### Information provided
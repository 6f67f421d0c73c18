//! Typography shorthand expansion.
//!
//! Recognizes `@type <media>? <font-size> <line-height>? <letter-spacing>?`
//! (and the `type: ...` declaration form) and rewrites it into standard CSS:
//!
//! - **Unit conversion**: pixel line heights become unitless ratios, pixel
//!   letter spacings become `em`, and with a root size pixel font sizes
//!   become `rem`
//! - **Custom media**: a leading `--name` wraps the result in
//!   `@media (--name) { ... }`
//! - **Skipping**: `/` leaves a position out
//!
//! # Example
//!
//! ```
//! use type_shorthand_core::{parse_css, to_css};
//! use type_shorthand_expand::{expand, ExpandOptions};
//!
//! let mut doc = parse_css("@type --s 10px 15px;").unwrap();
//! expand(&mut doc, &ExpandOptions::default()).unwrap();
//!
//! assert_eq!(
//!     to_css(&doc),
//!     "@media (--s) {\n    font-size: 10px;\n    line-height: 1.5\n}"
//! );
//! ```

pub mod expander;
pub mod options;
pub mod shorthand;
pub mod units;

mod error;

pub use error::{Error, Result};
pub use expander::{expand, ExpandReport, ShorthandExpander, MISSING_DECLARATIONS};
pub use options::{ExpandOptions, ROOT_SIZE_POSITIVE, ROOT_SIZE_UNIT};
pub use shorthand::{ParsedShorthand, TypographyValues, SKIP_MARKER};

/// Target names for log filtering.
pub mod targets {
    /// Expansion pass target.
    pub const EXPANDER: &str = "type_shorthand_expand::expander";
}
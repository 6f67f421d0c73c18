//! Logging facilities.
//!
//! The workspace uses the `tracing` crate for instrumentation. To see logs,
//! install a subscriber in the host application:
//!
//! ```ignore
//! tracing_subscriber::fmt()
//!     .with_env_filter("type_shorthand_core=trace,type_shorthand_expand=debug")
//!     .init();
//! ```

/// Target names for log filtering.
///
/// Use these with `tracing` directives to filter logs by subsystem.
pub mod targets {
    /// Tree mutation target.
    pub const DOCUMENT: &str = "type_shorthand_core::document";
    /// Stylesheet reader target.
    pub const PARSER: &str = "type_shorthand_core::parser";
}
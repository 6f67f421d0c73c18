//! Integration tests for reading stylesheets into a document and printing them.

use std::io::Write;

use type_shorthand_core::prelude::*;
use type_shorthand_core::Error;

#[test]
fn read_file_records_path() {
    let mut file = tempfile::NamedTempFile::new().unwrap();
    write!(file, "h1 {{\n    type: 20px;\n}}").unwrap();

    let doc = parse_css_file(file.path()).unwrap();
    let rule = doc.children(doc.root()).unwrap()[0];
    let decl = doc.children(rule).unwrap()[0];

    let loc = doc.location(decl).unwrap();
    assert_eq!(loc.file.as_deref(), Some(file.path()));
    assert_eq!((loc.line, loc.column), (2, 5));
}

#[test]
fn read_missing_file_is_io_error() {
    let dir = tempfile::tempdir().unwrap();
    let missing = dir.path().join("missing.css");

    let err = parse_css_file(&missing).unwrap_err();
    assert!(matches!(err, Error::Io { ref path, .. } if path == &missing));
}

#[test]
fn canonical_output_is_stable() {
    let css = "h1 {\n    color: red;\n    margin: 0\n}\n@media print {\n    a {}\n}";
    let doc = parse_css(css).unwrap();
    let printed = to_css(&doc);
    assert_eq!(printed, css);

    let reparsed = parse_css(&printed).unwrap();
    assert_eq!(to_css(&reparsed), printed);
}

#[test]
fn edits_show_up_in_output() {
    let mut doc = parse_css("h1 { type: 20px; color: red }").unwrap();
    let rule = doc.children(doc.root()).unwrap()[0];
    let shorthand = doc.children(rule).unwrap()[0];

    let size = doc.create_declaration("font-size", "20px");
    doc.insert_before(rule, shorthand, size).unwrap();
    doc.remove(shorthand).unwrap();

    assert_eq!(to_css(&doc), "h1 {\n    font-size: 20px;\n    color: red\n}");
}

### Exercise description
Retype the listing above word for word.

### Answer space
repository 6f67f421d0c73c18
//! Typography shorthand expansion.
//!
//! Recognizes `@type <media>? <font-size> <line-height>? <letter-spacing>?`
//! (and the `type: ...` declaration form) and rewrites it into standard CSS:
//!
//! - **Unit conversion**: pixel line heights become unitless ratios, pixel
//!   letter spacings become `em`, and with a root size pixel font sizes
//!   become `rem`
//! - **Custom media**: a leading `--name` wraps the result in
//!   `@media (--name) { ... }`
//! - **Skipping**: `/` leaves a position out
//!
//! # Example
//!
//! ```
//! use type_shorthand_core::{parse_css, to_css};
//! use type_shorthand_expand::{expand, ExpandOptions};
//!
//! let mut doc = parse_css("@type --s 10px 15px;").unwrap();
//! expand(&mut doc, &ExpandOptions::default()).unwrap();
//!
//! assert_eq!(
//!     to_css(&doc),
//!     "@media (--s) {\n    font-size: 10px;\n    line-height: 1.5\n}"
//! );
//! ```

pub mod expander;
pub mod options;
pub mod shorthand;
pub mod units;

mod error;

pub use error::{Error, Result};
pub use expander::{expand, ExpandReport, ShorthandExpander, MISSING_DECLARATIONS};
pub use options::{ExpandOptions, ROOT_SIZE_POSITIVE, ROOT_SIZE_UNIT};
pub use shorthand::{ParsedShorthand, TypographyValues, SKIP_MARKER};

/// Target names for log filtering.
pub mod targets {
    /// Expansion pass target.
    pub const EXPANDER: &str = "type_shorthand_expand::expander";
}
repository 6f67f421d0c73c18
//! Logging facilities.
//!
//! The workspace uses the `tracing` crate for instrumentation. To see logs,
//! install a subscriber in the host application:
//!
//! ```ignore
//! tracing_subscriber::fmt()
//!     .with_env_filter("type_shorthand_core=trace,type_shorthand_expand=debug")
//!     .init();
//! ```

/// Target names for log filtering.
///
/// Use these with `tracing` directives to filter logs by subsystem.
pub mod targets {
    /// Tree mutation target.
    pub const DOCUMENT: &str = "type_shorthand_core::document";
    /// Stylesheet reader target.
    pub const PARSER: &str = "type_shorthand_core::parser";
}
repository 6f67f421d0c73c18
//! Integration tests for reading stylesheets into a document and printing them.

use std::io::Write;

use type_shorthand_core::prelude::*;
use type_shorthand_core::Error;

#[test]
fn read_file_records_path() {
    let mut file = tempfile::NamedTempFile::new().unwrap();
    write!(file, "h1 {{\n    type: 20px;\n}}").unwrap();

    let doc = parse_css_file(file.path()).unwrap();
    let rule = doc.children(doc.root()).unwrap()[0];
    let decl = doc.children(rule).unwrap()[0];

    let loc = doc.location(decl).unwrap();
    assert_eq!(loc.file.as_deref(), Some(file.path()));
    assert_eq!((loc.line, loc.column), (2, 5));
}

#[test]
fn read_missing_file_is_io_error() {
    let dir = tempfile::tempdir().unwrap();
    let missing = dir.path().join("missing.css");

    let err = parse_css_file(&missing).unwrap_err();
    assert!(matches!(err, Error::Io { ref path, .. } if path == &missing));
}

#[test]
fn canonical_output_is_stable() {
    let css = "h1 {\n    color: red;\n    margin: 0\n}\n@media print {\n    a {}\n}";
    let doc = parse_css(css).unwrap();
    let printed = to_css(&doc);
    assert_eq!(printed, css);

    let reparsed = parse_css(&printed).unwrap();
    assert_eq!(to_css(&reparsed), printed);
}

#[test]
fn edits_show_up_in_output() {
    let mut doc = parse_css("h1 { type: 20px; color: red }").unwrap();
    let rule = doc.children(doc.root()).unwrap()[0];
    let shorthand = doc.children(rule).unwrap()[0];

    let size = doc.create_declaration("font-size", "20px");
    doc.insert_before(rule, shorthand, size).unwrap();
    doc.remove(shorthand).unwrap();

    assert_eq!(to_css(&doc), "h1 {\n    font-size: 20px;\n    color: red\n}");
}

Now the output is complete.